Случилось, что спутники замешкались на дворе; я вошел в комнату один. Вид человеческого жилища произвел потрясающее впечатление. Дикой нелепостью показались минувшие годы. Жестокость пережитого морального истязания, разделенного на миллионы частиц во времени, вдруг стала понятна во всем безобразном целом. Смешанное чувство беспредельной ненависти и какой-то полуудовлетворенной мести охватило душу. Зачем, за что было все это? И есть ли на свете мера, которая искупила бы вину мучителей? Слезы бессильной злобы – последние тюремные слезы – подступили к горлу.
Послышались шаги, веселые голоса. Прочь воспоминания! Предо мной новая жизнь! Долой бессилие!… Стряхнуть «это» скорей, скорей!… Нужно жить!…
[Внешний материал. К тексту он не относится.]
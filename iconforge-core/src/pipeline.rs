//! Build Pipeline - Single Entry Point
//!
//! CRITICAL: validation runs before anything is written. A build that fails
//! validation leaves no output behind.

use chrono::{DateTime, Utc};
use serde::{Deserialize, Serialize};
use std::fs;
use std::io;
use std::path::{Path, PathBuf};
use std::time::Duration;
use thiserror::Error;
use tracing::{debug, info};
use uuid::Uuid;

use crate::config::ProjectConfig;
use crate::export::{ExportOptions, ExportSummary, Exporter};
use crate::hashing::{fingerprint, sha256_hex};
use crate::manifest::{assemble, IconRecord, Manifest};
use crate::normalize::{ColorNormalizer, NormalizeStats};
use crate::observability::build_span;
use crate::optimize::{MarkupOptimizer, Optimizer, Passthrough};
use crate::provenance::{ProvenanceResolver, DEFAULT_HISTORY_TIMEOUT};
use crate::source::{discover, IconSource};
use crate::sprite::{SpriteAssembler, SpriteShape, SymbolSprite};
use crate::validation::{ValidationResult, Validator};
use crate::ENGINE_VERSION;

#[derive(Debug, Error)]
pub enum PipelineError {
    #[error("Validation failed: {}", .0.summary())]
    ValidationFailed(ValidationResult),

    #[error("I/O error at {}: {source}", .path.display())]
    Io {
        path: PathBuf,
        #[source]
        source: io::Error,
    },

    #[error("Invalid markup in {path}: {message}")]
    Markup { path: String, message: String },

    #[error("Export failed for {name}: {message}")]
    Export { name: String, message: String },

    #[error("Serialization error: {0}")]
    Serialization(#[from] serde_json::Error),
}

impl PipelineError {
    pub fn io(path: &Path, source: io::Error) -> Self {
        Self::Io {
            path: path.to_path_buf(),
            source,
        }
    }
}

/// Explicit build configuration, constructed once per run.
#[derive(Debug, Clone)]
pub struct BuildConfig {
    pub input_dir: PathBuf,
    pub out_dir: PathBuf,
    pub config_dir: PathBuf,
    pub sprite_file: String,
    pub manifest_file: String,
    /// Consult `git` for provenance; otherwise mtime only.
    pub use_history: bool,
    pub history_timeout: Duration,
    pub exports: ExportOptions,
}

impl Default for BuildConfig {
    fn default() -> Self {
        Self {
            input_dir: PathBuf::from("icons"),
            out_dir: PathBuf::from("sprite"),
            config_dir: PathBuf::from("config"),
            sprite_file: "sprite.svg".to_string(),
            manifest_file: "icons.json".to_string(),
            use_history: true,
            history_timeout: DEFAULT_HISTORY_TIMEOUT,
            exports: ExportOptions::default(),
        }
    }
}

fn posix(path: &Path) -> String {
    path.to_string_lossy().replace('\\', "/")
}

impl BuildConfig {
    pub fn sprite_path(&self) -> PathBuf {
        self.out_dir.join(&self.sprite_file)
    }

    pub fn manifest_path(&self) -> PathBuf {
        self.out_dir.join(&self.manifest_file)
    }

    pub fn export_root(&self) -> PathBuf {
        self.out_dir.join("exports")
    }

    /// Input root as recorded in the manifest.
    pub fn logical_input_dir(&self) -> String {
        posix(&self.input_dir)
    }

    /// Sprite location as recorded in the manifest.
    pub fn logical_sprite_path(&self) -> String {
        posix(&self.sprite_path())
    }
}

#[derive(Debug, Clone, Serialize, Deserialize)]
#[serde(rename_all = "camelCase")]
pub struct BuildReport {
    pub build_id: String,
    pub engine_version: String,
    pub generated_at: DateTime<Utc>,
    pub icon_count: usize,
    pub symbol_count: usize,
    pub sprite_path: PathBuf,
    pub manifest_path: PathBuf,
    /// SHA-256 of the written sprite.
    pub sprite_hash: String,
    /// SHA-256 of the canonical icon records; `generatedAt` excluded.
    pub icons_hash: String,
    pub normalize: NormalizeStats,
    pub exports: Option<ExportSummary>,
}

/// Both mandatory outputs, computed in memory before anything is written.
#[derive(Debug, Clone)]
pub struct BuildOutputs {
    pub sprite: String,
    pub manifest: Manifest,
    pub symbol_count: usize,
    pub normalize: NormalizeStats,
}

/// The build pipeline - single entry point for a full run
pub struct BuildPipeline {
    config: BuildConfig,
    validator: Validator,
    optimizer: Box<dyn Optimizer>,
    assembler: Box<dyn SpriteAssembler>,
    resolver: ProvenanceResolver,
}

impl BuildPipeline {
    pub fn new(config: BuildConfig) -> Self {
        let resolver = if config.use_history {
            ProvenanceResolver::git(config.history_timeout)
        } else {
            ProvenanceResolver::filesystem_only()
        };
        Self {
            config,
            validator: Validator::new(),
            optimizer: Box::new(MarkupOptimizer::default()),
            assembler: Box::new(SymbolSprite),
            resolver,
        }
    }

    pub fn with_optimizer(mut self, optimizer: Box<dyn Optimizer>) -> Self {
        self.optimizer = optimizer;
        self
    }

    pub fn with_assembler(mut self, assembler: Box<dyn SpriteAssembler>) -> Self {
        self.assembler = assembler;
        self
    }

    pub fn with_resolver(mut self, resolver: ProvenanceResolver) -> Self {
        self.resolver = resolver;
        self
    }

    pub fn config(&self) -> &BuildConfig {
        &self.config
    }

    pub fn load_project(&self) -> ProjectConfig {
        ProjectConfig::load(&self.config.config_dir)
    }

    pub fn discover(&self) -> Result<Vec<IconSource>, PipelineError> {
        discover(&self.config.input_dir)
    }

    /// Identifier checks only. Never writes anything.
    pub fn validate_only(&self) -> Result<ValidationResult, PipelineError> {
        let _guard = build_span("validate", &Uuid::new_v4().to_string()).entered();
        let sources = self.discover()?;
        let project = self.load_project();
        Ok(self.validator.validate(&sources, &project))
    }

    fn optimize_all(&self, sources: &[IconSource], project: &ProjectConfig) -> Result<Vec<SpriteShape>, PipelineError> {
        let mut shapes = vec![];

        for source in sources {
            let meta = project.metadata.lookup(&source.name);
            if !meta.is_web_eligible() {
                debug!(icon = %source.name, "not web-eligible, left out of sprite");
                continue;
            }

            let markup = source.read_markup()?;
            let optimized = if project.skip.skips_optimization(&source.relative_path) {
                info!(icon = %source.relative_path, "skipped optimization");
                Passthrough.optimize(&markup, &source.relative_path)?
            } else {
                self.optimizer.optimize(&markup, &source.relative_path)?
            };

            shapes.push(SpriteShape {
                name: source.name.clone(),
                relative_path: source.relative_path.clone(),
                markup: optimized,
            });
        }

        Ok(shapes)
    }

    /// Compute sprite and manifest without touching the output directory.
    pub fn compile(&self, sources: &[IconSource], project: &ProjectConfig) -> Result<BuildOutputs, PipelineError> {
        // MANDATORY: nothing is built for an invalid icon set.
        self.validator.enforce(sources, project)?;

        info!(count = sources.len(), "optimizing icons");
        let shapes = self.optimize_all(sources, project)?;

        info!(symbols = shapes.len(), "assembling sprite");
        let raw_sprite = self.assembler.assemble(&shapes)?;

        info!("normalizing sprite colors outside masks");
        let normalized = ColorNormalizer::new(&project.skip).normalize(&raw_sprite);
        debug!(stats = ?normalized.stats, "color normalization done");

        info!("assembling manifest");
        let input_dir = self.config.logical_input_dir();
        let icons: Vec<IconRecord> = assemble(sources, project, &self.resolver, &input_dir)?;
        let manifest = Manifest::new(icons, input_dir, self.config.logical_sprite_path());

        Ok(BuildOutputs {
            sprite: normalized.markup,
            manifest,
            symbol_count: shapes.len(),
            normalize: normalized.stats,
        })
    }

    fn write(path: &Path, contents: &str) -> Result<(), PipelineError> {
        if let Some(parent) = path.parent() {
            fs::create_dir_all(parent).map_err(|e| PipelineError::io(parent, e))?;
        }
        fs::write(path, contents).map_err(|e| PipelineError::io(path, e))
    }

    /// Full run: discover, validate, compile, write, export.
    pub fn run(&self) -> Result<BuildReport, PipelineError> {
        let build_id = Uuid::new_v4().to_string();
        let span = build_span("build", &build_id);
        let _guard = span.enter();

        let sources = self.discover()?;
        let project = self.load_project();
        let outputs = self.compile(&sources, &project)?;

        let sprite_path = self.config.sprite_path();
        let manifest_path = self.config.manifest_path();
        Self::write(&sprite_path, &outputs.sprite)?;
        info!(path = %sprite_path.display(), "sprite written");
        Self::write(&manifest_path, &outputs.manifest.to_json_pretty()?)?;
        info!(path = %manifest_path.display(), "manifest written");

        let exports = if self.config.exports.enabled() {
            let exporter = Exporter::new(&self.config.exports, &project);
            Some(exporter.run(&sources, &self.config.export_root())?)
        } else {
            None
        };

        Ok(BuildReport {
            build_id,
            engine_version: ENGINE_VERSION.to_string(),
            generated_at: outputs.manifest.generated_at,
            icon_count: outputs.manifest.icons.len(),
            symbol_count: outputs.symbol_count,
            sprite_path,
            manifest_path,
            sprite_hash: sha256_hex(outputs.sprite.as_bytes()),
            icons_hash: fingerprint(&outputs.manifest.icons)?,
            normalize: outputs.normalize,
            exports,
        })
    }
}

/// Normalize an already assembled sprite file, in place unless `output` is given.
pub fn normalize_file(sprite: &Path, output: Option<&Path>, config_dir: &Path) -> Result<NormalizeStats, PipelineError> {
    let markup = fs::read_to_string(sprite).map_err(|e| PipelineError::io(sprite, e))?;
    let project = ProjectConfig::load(config_dir);
    let normalized = ColorNormalizer::new(&project.skip).normalize(&markup);

    let target = output.unwrap_or(sprite);
    BuildPipeline::write(target, &normalized.markup)?;
    info!(path = %target.display(), rewrites = normalized.stats.rewrites, "sprite normalized");
    Ok(normalized.stats)
}

impl Default for BuildPipeline {
    fn default() -> Self {
        Self::new(BuildConfig::default())
    }
}

#[cfg(test)]
mod tests {
    use super::*;

    #[test]
    fn test_default_layout() {
        let config = BuildConfig::default();
        assert_eq!(config.sprite_path(), PathBuf::from("sprite/sprite.svg"));
        assert_eq!(config.manifest_path(), PathBuf::from("sprite/icons.json"));
        assert_eq!(config.export_root(), PathBuf::from("sprite/exports"));
        assert_eq!(config.logical_input_dir(), "icons");
        assert_eq!(config.logical_sprite_path(), "sprite/sprite.svg");
        assert!(!config.exports.enabled());
    }

    #[test]
    fn test_missing_input_dir_is_io_error() {
        let dir = tempfile::tempdir().unwrap();
        let pipeline = BuildPipeline::new(BuildConfig {
            input_dir: dir.path().join("absent"),
            out_dir: dir.path().join("out"),
            use_history: false,
            ..BuildConfig::default()
        });
        assert!(matches!(pipeline.run(), Err(PipelineError::Io { .. })));
        assert!(!dir.path().join("out").exists());
    }

    #[test]
    fn test_unusable_markup_aborts_before_write() {
        let dir = tempfile::tempdir().unwrap();
        let icons = dir.path().join("icons");
        fs::create_dir_all(&icons).unwrap();
        fs::write(icons.join("broken.svg"), "<path/>").unwrap();

        let pipeline = BuildPipeline::new(BuildConfig {
            input_dir: icons,
            out_dir: dir.path().join("out"),
            use_history: false,
            ..BuildConfig::default()
        });
        let err = pipeline.run().unwrap_err();
        assert!(err.to_string().contains("broken.svg"));
        assert!(!dir.path().join("out").exists());
    }
}
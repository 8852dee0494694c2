//! Icon Source Discovery

use serde::{Deserialize, Serialize};
use std::fs;
use std::path::{Path, PathBuf};
use tracing::debug;
use walkdir::{DirEntry, WalkDir};

use crate::naming::{derive_name, normalize_separators, ICON_EXTENSION};
use crate::pipeline::PipelineError;

/// One vector icon file under the input root. Immutable for the run.
#[derive(Debug, Clone, PartialEq, Eq, Serialize, Deserialize)]
#[serde(rename_all = "camelCase")]
pub struct IconSource {
    /// POSIX-normalized path relative to the input root.
    pub relative_path: String,
    /// Derived icon name, folders kept as namespace.
    pub name: String,
    pub absolute_path: PathBuf,
}

impl IconSource {
    pub fn new(root: &Path, relative_path: &str) -> Self {
        let relative_path = normalize_separators(relative_path);
        Self {
            name: derive_name(&relative_path),
            absolute_path: root.join(&relative_path),
            relative_path,
        }
    }

    pub fn read_markup(&self) -> Result<String, PipelineError> {
        fs::read_to_string(&self.absolute_path).map_err(|e| PipelineError::io(&self.absolute_path, e))
    }

    pub fn read_bytes(&self) -> Result<Vec<u8>, PipelineError> {
        fs::read(&self.absolute_path).map_err(|e| PipelineError::io(&self.absolute_path, e))
    }
}

fn is_hidden(entry: &DirEntry) -> bool {
    entry.depth() > 0
        && entry
            .file_name()
            .to_str()
            .map_or(false, |name| name.starts_with('.'))
}

fn has_icon_extension(path: &Path) -> bool {
    path.extension()
        .and_then(|e| e.to_str())
        .map_or(false, |e| e.eq_ignore_ascii_case(ICON_EXTENSION))
}

/// Recursively find `*.svg` files (any case), skipping dot-files and
/// dot-directories. Sorted by relative path.
pub fn discover(root: &Path) -> Result<Vec<IconSource>, PipelineError> {
    let mut sources = vec![];

    let walker = WalkDir::new(root)
        .follow_links(true)
        .into_iter()
        .filter_entry(|e| !is_hidden(e));

    for entry in walker {
        let entry = entry.map_err(|e| {
            let path = e.path().unwrap_or(root).to_path_buf();
            PipelineError::Io {
                path,
                source: e.into(),
            }
        })?;

        if !entry.file_type().is_file() || !has_icon_extension(entry.path()) {
            continue;
        }

        let relative = entry.path().strip_prefix(root).unwrap_or(entry.path());
        let relative = relative.to_string_lossy();
        sources.push(IconSource::new(root, &relative));
    }

    sources.sort_by(|a, b| a.relative_path.cmp(&b.relative_path));
    debug!(root = %root.display(), count = sources.len(), "icon sources discovered");
    Ok(sources)
}
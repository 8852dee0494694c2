//! Provenance Resolver
//!
//! The "first introduced" instant of an icon file: the oldest `git` add
//! event when history is available, the file's mtime otherwise. Date and
//! epoch milliseconds always come from the same instant.

use chrono::{DateTime, FixedOffset, NaiveDate, Utc};
use serde::{Deserialize, Serialize};
use std::io;
use std::path::Path;
use std::process::Command;
use std::time::Duration;
use tracing::debug;

use crate::process::run_with_timeout;

pub const DEFAULT_HISTORY_TIMEOUT: Duration = Duration::from_secs(10);

#[derive(Debug, Clone, Copy, PartialEq, Eq, Serialize, Deserialize)]
#[serde(rename_all = "lowercase")]
pub enum ProvenanceSource {
    History,
    Filesystem,
}

#[derive(Debug, Clone, Copy, PartialEq, Eq, Serialize, Deserialize)]
#[serde(rename_all = "camelCase")]
pub struct ProvenanceRecord {
    pub added_date: NaiveDate,
    pub added_ts: i64,
    #[serde(skip)]
    pub source: Option<ProvenanceSource>,
}

impl ProvenanceRecord {
    pub fn from_instant(instant: DateTime<Utc>, source: ProvenanceSource) -> Self {
        Self {
            added_date: instant.date_naive(),
            added_ts: instant.timestamp_millis(),
            source: Some(source),
        }
    }
}

/// Version-history lookup. `None` means "no answer", never an error.
pub trait HistorySource: Send + Sync {
    fn name(&self) -> &'static str;
    fn first_added(&self, path: &Path) -> Option<DateTime<FixedOffset>>;
}

/// Environments without version history.
pub struct NoHistory;

impl HistorySource for NoHistory {
    fn name(&self) -> &'static str { "none" }

    fn first_added(&self, _path: &Path) -> Option<DateTime<FixedOffset>> {
        None
    }
}

/// `git log --diff-filter=A --follow --format=%aI -- <file>`, oldest entry.
pub struct GitHistory {
    timeout: Duration,
}

impl GitHistory {
    pub fn new(timeout: Duration) -> Self {
        Self { timeout }
    }

    fn query(&self, path: &Path) -> io::Result<Option<String>> {
        let dir = path
            .parent()
            .filter(|p| !p.as_os_str().is_empty())
            .unwrap_or(Path::new("."));

        let mut command = Command::new("git");
        command
            .args(["log", "--diff-filter=A", "--follow", "--format=%aI", "--"])
            .arg(path.file_name().unwrap_or(path.as_os_str()))
            .current_dir(dir);
        let output = run_with_timeout(&mut command, self.timeout)?;

        if !output.status.success() {
            return Ok(None);
        }

        // Newest first; the last line is the first add.
        Ok(output
            .stdout
            .lines()
            .map(str::trim)
            .filter(|l| !l.is_empty())
            .last()
            .map(str::to_string))
    }
}

impl Default for GitHistory {
    fn default() -> Self {
        Self::new(DEFAULT_HISTORY_TIMEOUT)
    }
}

impl HistorySource for GitHistory {
    fn name(&self) -> &'static str { "git" }

    fn first_added(&self, path: &Path) -> Option<DateTime<FixedOffset>> {
        match self.query(path) {
            Ok(Some(line)) => match DateTime::parse_from_rfc3339(&line) {
                Ok(ts) => Some(ts),
                Err(e) => {
                    debug!(path = %path.display(), line = %line, error = %e, "unparsable git timestamp");
                    None
                }
            },
            Ok(None) => None,
            Err(e) => {
                debug!(path = %path.display(), error = %e, "git history unavailable");
                None
            }
        }
    }
}

pub struct ProvenanceResolver {
    history: Box<dyn HistorySource>,
}

impl ProvenanceResolver {
    pub fn new(history: Box<dyn HistorySource>) -> Self {
        Self { history }
    }

    pub fn git(timeout: Duration) -> Self {
        Self::new(Box::new(GitHistory::new(timeout)))
    }

    pub fn filesystem_only() -> Self {
        Self::new(Box::new(NoHistory))
    }

    /// Only a failed `stat` of the file itself is an error.
    pub fn resolve(&self, path: &Path) -> io::Result<ProvenanceRecord> {
        if let Some(added) = self.history.first_added(path) {
            return Ok(ProvenanceRecord::from_instant(
                added.with_timezone(&Utc),
                ProvenanceSource::History,
            ));
        }

        let modified = std::fs::metadata(path)?.modified()?;
        debug!(path = %path.display(), history = self.history.name(), "provenance from mtime");
        Ok(ProvenanceRecord::from_instant(
            DateTime::<Utc>::from(modified),
            ProvenanceSource::Filesystem,
        ))
    }
}

impl Default for ProvenanceResolver {
    fn default() -> Self {
        Self::git(DEFAULT_HISTORY_TIMEOUT)
    }
}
Трудно и медленно вступал я в жизнь. Кругом шум и говор, а я то и дело забываю все окружающее и по-тюремному начинаю ходить из угла в угол.
Я отвык обращаться с предметами обычного обихода. Ножи ломаются в моих руках, посуда летит на пол, мебель опрокидывается – нарушена способность ориентироваться в обстановке более сложной, чем тюремная камера. Точно ребенку, приходится заново привыкнуть ко многим обиходным движениям.
Чтобы читать, нужно остаться одному в комнате, а это такая мука! А если случится остаться одному, то, по странному противоречию, не является самостоятельной мысли о возможности выйти из комнаты, гулять по улице, в поле, в лесу. Инициатива убита. Меня дружески гонят из дому: идите гулять! Через четверть часа возвращаюсь: расстояние, необычность положения пугают и давят. Легче и спокойнее ходить по комнате. Бывало в одиночке ходил многими часами подряд, до полного физического и морального изнеможения… Теперь ходьба в течение одного-двух часов кажется удовлетворением необходимой потребности и доставляет удовольствие.